Jetten M S, Fluit T J, Stams A J, Zehnder A J
Department of Microbiology, Wageningen Agricultural University, The Netherlands.
Arch Microbiol. 1992;157(3):284-9. doi: 10.1007/BF00245163.
An inorganic pyrophosphatase [E.C. 3.6.1.1] was isolated from Methanothrix soehngenii. In three steps the enzyme was purified 400-fold to apparent homogeneity. The molecular mass estimated by gelfiltration was 139 +/- 7 kDa. Sodium dodecyl sulfate/polyacrylamide gel electrophoresis indicated that the enzyme is composed of subunits with molecular masses of 35 and 33 kDa in an alpha 2 beta 2 oligomeric structure. The enzyme catalyzed the hydrolysis of inorganic pyrophosphate, tri- and tetrapolyphosphate, but no activity was observed with a variety of other phosphate esters. The cation Mg2+ was required for activity. The pH optimum was 8 at 1 mM PPi and 5 mM Mg2+. The enzyme was heat-stable, insensitive to molecular oxygen and not inhibited by fluoride. Analysis of the kinetic properties revealed an apparent Km for PPi of 0.1 mM in the presence of 5 mM Mg2+. The Vmax was 590 mumol of pyrophosphate hydrolyzed per min per mg protein, which corresponds to a Kcat of 1400 per second. The enzyme was found in the soluble enzyme fraction after ultracentrifugation, when cells were disrupted by French Press. Upto 5% of the pyrophosphatase was associated with the membrane fraction, when gentle lysis procedure were applied.

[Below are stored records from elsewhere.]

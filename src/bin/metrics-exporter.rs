//! this binary serves the ClickHouse business and performance metrics in the Prometheus
//! text format
//! to see the list of options, type: `metrics-exporter --help`

use std::process::exit;
use std::str::FromStr;

use clap::{crate_version, App, Arg, ArgMatches};
use ecomlab::config::{clickhouse_args, parse_addr, ClickHouseConfig};
use ecomlab::{server, HttpClickHouse, QueryEngine, Result};
use tracing::{info, warn, Level};
use tracing_subscriber::FmtSubscriber;

const DEFAULT_ADDRESS: &str = "0.0.0.0:8080";

fn main() {
    let matches = App::new("metrics-exporter")
        .version(crate_version!())
        .about("exports e-commerce metrics read from ClickHouse for Prometheus")
        .arg(Arg::with_name("addr")
            .long("addr")
            .value_name("IP_ADDR:PORT")
            .help("sets the IP_ADDR:PORT that the exporter listens on")
            .default_value(DEFAULT_ADDRESS))
        .args(&clickhouse_args())
        .arg(Arg::with_name("log-level")
            .long("log-level")
            .value_name("LEVEL")
            .help("maximum level of the log messages written to STDERR")
            .default_value("info"))
        .get_matches();

    subscriber_config(matches.value_of("log-level").unwrap_or("info"));

    if let Err(e) = run(&matches) {
        eprintln!("{:?}", e);
        exit(1);
    }
}

fn run(matches: &ArgMatches) -> Result<()> {
    let addr = parse_addr(matches.value_of("addr").unwrap_or(DEFAULT_ADDRESS))?;
    let engine = HttpClickHouse::new(ClickHouseConfig::from_matches(matches)?);

    info!("metrics-exporter {}", env!("CARGO_PKG_VERSION"));
    info!("ClickHouse at {}", engine.config().base_url());
    if !engine.ping() {
        warn!("ClickHouse is not reachable yet, scrapes will report the error");
    }

    let runtime = tokio::runtime::Runtime::new()?;
    runtime.block_on(server::run(addr, server::exporter_router(engine)))
}

/// configures a tracing subscriber that will log to STDERR
fn subscriber_config(level: &str) {
    let level = Level::from_str(level).unwrap_or(Level::INFO);
    let subscriber = FmtSubscriber::builder()
        .with_max_level(level)
        // log to stderr instead of stdout
        .with_writer(std::io::stderr)
        .finish();
    tracing::subscriber::set_global_default(subscriber)
        .expect("setting tracing default subscriber failed");
}
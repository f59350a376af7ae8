// src/components/contact_form.rs
use std::rc::Rc;

use gloo::events::{EventListener, EventListenerOptions};
use gloo_net::http::{Method, RequestBuilder, Response};
use serde::Deserialize;
use wasm_bindgen_futures::spawn_local;
use web_sys::{Element, FormData, HtmlFormElement, UrlSearchParams};

use crate::site_config::ContactConfig;
use crate::utils::by_id;

#[derive(Debug, Clone, PartialEq)]
pub enum SubmitOutcome {
    Delivered,
    /// The endpoint answered with a non-success status.
    Rejected { status: u16, detail: Option<String> },
    /// The request never got a response.
    NetworkError(String),
}

impl SubmitOutcome {
    pub fn message<'a>(&self, config: &'a ContactConfig) -> &'a str {
        match self {
            SubmitOutcome::Delivered => &config.success_message,
            SubmitOutcome::Rejected { .. } => &config.failure_message,
            SubmitOutcome::NetworkError(_) => &config.network_error_message,
        }
    }
}

/// Error body returned by form endpoints such as Formspree.
#[derive(Debug, Deserialize)]
struct ErrorBody {
    #[serde(default)]
    errors: Vec<FieldError>,
}

#[derive(Debug, Deserialize)]
struct FieldError {
    message: String,
}

fn describe_errors(body: &str) -> Option<String> {
    let parsed: ErrorBody = serde_json::from_str(body).ok()?;
    if parsed.errors.is_empty() {
        return None;
    }
    let messages: Vec<String> = parsed.errors.into_iter().map(|e| e.message).collect();
    Some(messages.join("; "))
}

fn with_query(action: &str, query: &str) -> String {
    if query.is_empty() {
        action.to_string()
    } else if action.contains('?') {
        format!("{}&{}", action, query)
    } else {
        format!("{}?{}", action, query)
    }
}

async fn send(form: &HtmlFormElement) -> Result<Response, String> {
    let data = FormData::new_with_form(form).map_err(|e| format!("{:?}", e))?;
    let action = form.action();

    let built = if form.method().eq_ignore_ascii_case("get") {
        let params = UrlSearchParams::new_with_str_sequence_sequence(&data)
            .map_err(|e| format!("{:?}", e))?;
        let query = String::from(params.to_string());
        RequestBuilder::new(&with_query(&action, &query))
            .method(Method::GET)
            .header("Accept", "application/json")
            .build()
    } else {
        RequestBuilder::new(&action)
            .method(Method::POST)
            .header("Accept", "application/json")
            .body(data)
    };
    let request = built.map_err(|e| format!("Failed to build request: {:?}", e))?;

    request
        .send()
        .await
        .map_err(|e| format!("Failed to send form: {:?}", e))
}

async fn submit(form: &HtmlFormElement) -> SubmitOutcome {
    let response = match send(form).await {
        Ok(response) => response,
        Err(e) => return SubmitOutcome::NetworkError(e),
    };
    if response.ok() {
        return SubmitOutcome::Delivered;
    }
    let detail = response
        .text()
        .await
        .ok()
        .and_then(|body| describe_errors(&body));
    SubmitOutcome::Rejected {
        status: response.status(),
        detail,
    }
}

/// Sends the contact form in the background and reports the result inline.
pub fn mount(config: &ContactConfig) {
    let (Some(form), Some(status)) = (
        by_id::<HtmlFormElement>("contact-form"),
        by_id::<Element>("form-status"),
    ) else {
        log::warn!("Contact form disabled: missing #contact-form or #form-status");
        return;
    };

    let config = Rc::new(config.clone());
    let target = form.clone();
    EventListener::new_with_options(
        &target,
        "submit",
        EventListenerOptions::enable_prevent_default(),
        move |event| {
            event.prevent_default();
            let form = form.clone();
            let status = status.clone();
            let config = config.clone();
            spawn_local(async move {
                let outcome = submit(&form).await;
                match &outcome {
                    SubmitOutcome::Delivered => {
                        log::info!("Contact form delivered");
                        form.reset();
                    }
                    SubmitOutcome::Rejected { status: code, detail } => {
                        log::warn!(
                            "Contact form rejected with status {}: {}",
                            code,
                            detail.as_deref().unwrap_or("no details")
                        );
                    }
                    SubmitOutcome::NetworkError(e) => {
                        log::warn!("Contact form network error: {}", e);
                    }
                }
                status.set_text_content(Some(outcome.message(&config)));
            });
        },
    )
    .forget();
}

#[cfg(test)]
mod tests {
    use super::*;

    #[test]
    fn test_each_outcome_has_its_own_message() {
        let config = ContactConfig::default();
        let delivered = SubmitOutcome::Delivered.message(&config);
        let rejected = SubmitOutcome::Rejected {
            status: 422,
            detail: None,
        }
        .message(&config);
        let offline = SubmitOutcome::NetworkError("offline".to_string()).message(&config);

        assert_eq!(delivered, config.success_message);
        assert_eq!(rejected, config.failure_message);
        assert_eq!(offline, config.network_error_message);
        assert_ne!(delivered, rejected);
        assert_ne!(rejected, offline);
    }

    #[test]
    fn test_describe_errors() {
        let body = r#"{"errors":[{"field":"email","message":"should be an email"},{"message":"form disabled"}]}"#;
        assert_eq!(
            describe_errors(body).as_deref(),
            Some("should be an email; form disabled")
        );
        assert_eq!(describe_errors(r#"{"ok":false}"#), None);
        assert_eq!(describe_errors("<html>502</html>"), None);
    }

    #[test]
    fn test_with_query() {
        assert_eq!(with_query("/contact", ""), "/contact");
        assert_eq!(with_query("/contact", "name=a"), "/contact?name=a");
        assert_eq!(with_query("/contact?src=web", "name=a"), "/contact?src=web&name=a");
    }
}
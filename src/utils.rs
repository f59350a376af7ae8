// src/utils.rs
use gloo::events::EventListener;
use gloo::utils::{document, window};
use wasm_bindgen::JsCast;
use web_sys::Element;

/// Build an asset URL under the deployment prefix. Without a prefix the path
/// is left page-relative, the same way the markup references its assets.
pub fn resource_url(base_path: &str, path: &str) -> String {
    let base = base_path.trim_end_matches('/');
    let clean_path = path.trim_start_matches('/');

    if base.is_empty() {
        clean_path.to_string()
    } else if base.starts_with('/') {
        format!("{}/{}", base, clean_path)
    } else {
        format!("/{}/{}", base, clean_path)
    }
}

/// Touch-capable if the browser exposes touch events or reports touch points.
pub fn is_touch_capable() -> bool {
    let window = window();
    let has_touch_events = js_sys::Reflect::has(&window, &"ontouchstart".into()).unwrap_or(false);
    has_touch_events || window.navigator().max_touch_points() > 0
}

pub fn by_id<T: JsCast>(id: &str) -> Option<T> {
    document().get_element_by_id(id)?.dyn_into::<T>().ok()
}

pub fn query<T: JsCast>(selector: &str) -> Option<T> {
    document()
        .query_selector(selector)
        .ok()
        .flatten()?
        .dyn_into::<T>()
        .ok()
}

pub fn query_all(selector: &str) -> Vec<Element> {
    let Ok(nodes) = document().query_selector_all(selector) else {
        return Vec::new();
    };
    (0..nodes.length())
        .filter_map(|i| nodes.item(i))
        .filter_map(|node| node.dyn_into::<Element>().ok())
        .collect()
}

pub fn current_scroll_y() -> f64 {
    window().scroll_y().unwrap_or(0.0)
}

/// `document.readyState` is "loading" until parsing finishes, then
/// "interactive" and "complete".
fn is_parsed(ready_state: &str) -> bool {
    ready_state != "loading"
}

/// Runs `f` once the document has been parsed.
pub fn on_dom_ready<F>(f: F)
where
    F: FnOnce() + 'static,
{
    let document = document();
    if is_parsed(&document.ready_state()) {
        f();
        return;
    }
    EventListener::once(&document, "DOMContentLoaded", move |_| f()).forget();
}

#[cfg(test)]
mod tests {
    use super::*;

    #[test]
    fn test_resource_url_without_prefix_stays_page_relative() {
        assert_eq!(
            resource_url("", "img/logo-w-wordmark.png"),
            "img/logo-w-wordmark.png"
        );
        assert_eq!(resource_url("", "/img/logo.png"), "img/logo.png");
        assert_eq!(resource_url("/", "img/logo.png"), "img/logo.png");
    }

    #[test]
    fn test_resource_url_with_prefix() {
        assert_eq!(resource_url("/portfolio", "img/logo.png"), "/portfolio/img/logo.png");
        assert_eq!(resource_url("/portfolio/", "/img/logo.png"), "/portfolio/img/logo.png");
        assert_eq!(resource_url("portfolio", "img/logo.png"), "/portfolio/img/logo.png");
    }

    #[test]
    fn test_is_parsed() {
        assert!(!is_parsed("loading"));
        assert!(is_parsed("interactive"));
        assert!(is_parsed("complete"));
    }
}
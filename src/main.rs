// src/main.rs
mod components;
mod lightbox;
mod site_config;
mod utils;

use site_config::SiteConfig;

fn main() {
    // Read the config before the logger exists so its level can apply.
    let config = SiteConfig::from_page();
    let level = config
        .as_ref()
        .map(SiteConfig::log_level)
        .unwrap_or(log::Level::Info);
    wasm_logger::init(wasm_logger::Config::new(level));

    let config = config.unwrap_or_else(|e| {
        log::warn!("{}; using defaults", e);
        SiteConfig::default()
    });

    utils::on_dom_ready(move || {
        components::mount_all(&config);
        log::info!("Page behaviours mounted");
    });
}
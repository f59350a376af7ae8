// src/components/back_to_top.rs
use gloo::events::EventListener;
use gloo::utils::window;
use web_sys::{HtmlElement, ScrollBehavior, ScrollToOptions};

use crate::utils::{by_id, current_scroll_y, is_touch_capable};

const SHOW_CLASS: &str = "show";

pub fn is_visible(scroll_y: f64, threshold: f64) -> bool {
    scroll_y > threshold
}

pub fn mount(threshold: f64) {
    let Some(button) = by_id::<HtmlElement>("back-to-top") else {
        log::warn!("Back-to-top disabled: missing #back-to-top");
        return;
    };

    {
        let button = button.clone();
        EventListener::new(&window(), "scroll", move |_| {
            let _ = button
                .class_list()
                .toggle_with_force(SHOW_CLASS, is_visible(current_scroll_y(), threshold));
        })
        .forget();
    }

    let blur_after_click = is_touch_capable();
    let target = button.clone();
    EventListener::new(&button, "click", move |_| {
        let options = ScrollToOptions::new();
        options.set_top(0.0);
        options.set_behavior(ScrollBehavior::Smooth);
        window().scroll_to_with_scroll_to_options(&options);

        // Touch browsers keep :hover/:focus on the button after the tap.
        if blur_after_click {
            let _ = target.blur();
        }
    })
    .forget();
}
// src/components/fade_in.rs
use wasm_bindgen::closure::Closure;
use wasm_bindgen::{JsCast, JsValue};
use web_sys::{IntersectionObserver, IntersectionObserverEntry, IntersectionObserverInit};

use crate::utils::query_all;

const VISIBLE_CLASS: &str = "is-visible";

/// Reveals each `.fade-in-section` the first time it scrolls into view.
pub fn mount(threshold: f64) -> Result<usize, String> {
    let sections = query_all(".fade-in-section");
    if sections.is_empty() {
        return Ok(0);
    }

    let callback = Closure::wrap(Box::new(
        move |entries: js_sys::Array, observer: IntersectionObserver| {
            for entry in entries.iter() {
                let Ok(entry) = entry.dyn_into::<IntersectionObserverEntry>() else {
                    continue;
                };
                if entry.is_intersecting() {
                    let target = entry.target();
                    let _ = target.class_list().add_1(VISIBLE_CLASS);
                    // Fade in once only.
                    observer.unobserve(&target);
                }
            }
        },
    ) as Box<dyn FnMut(js_sys::Array, IntersectionObserver)>);

    let options = IntersectionObserverInit::new();
    options.set_threshold(&JsValue::from_f64(threshold));
    let observer =
        IntersectionObserver::new_with_options(callback.as_ref().unchecked_ref(), &options)
            .map_err(|e| format!("Failed to create IntersectionObserver: {:?}", e))?;
    callback.forget();

    for section in &sections {
        observer.observe(section);
    }
    Ok(sections.len())
}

从索氏甲烷丝菌中分离出一种无机焦磷酸酶[E.C. 3.6.1.1]。通过三个步骤,该酶被纯化了400倍,达到表观均一性。凝胶过滤法估计其分子量为139±7 kDa。十二烷基硫酸钠/聚丙烯酰胺凝胶电泳表明,该酶由分子量分别为35 kDa和33 kDa的亚基组成,呈α2β2寡聚体结构。该酶催化无机焦磷酸、三聚磷酸和四聚磷酸的水解,但对多种其他磷酸酯无活性。活性需要阳离子Mg2+。在1 mM焦磷酸和5 mM Mg2+存在下,最适pH为8。该酶热稳定,对分子氧不敏感,不受氟化物抑制。动力学性质分析表明,在5 mM Mg2+存在下,焦磷酸的表观Km为0.1 mM。Vmax为每分钟每毫克蛋白质水解590 μmol焦磷酸,相当于每秒1400的催化常数。当细胞通过法国压榨机破碎后,在超速离心后的可溶性酶部分中发现了该酶。当采用温和的裂解程序时,高达5%的焦磷酸酶与膜部分相关。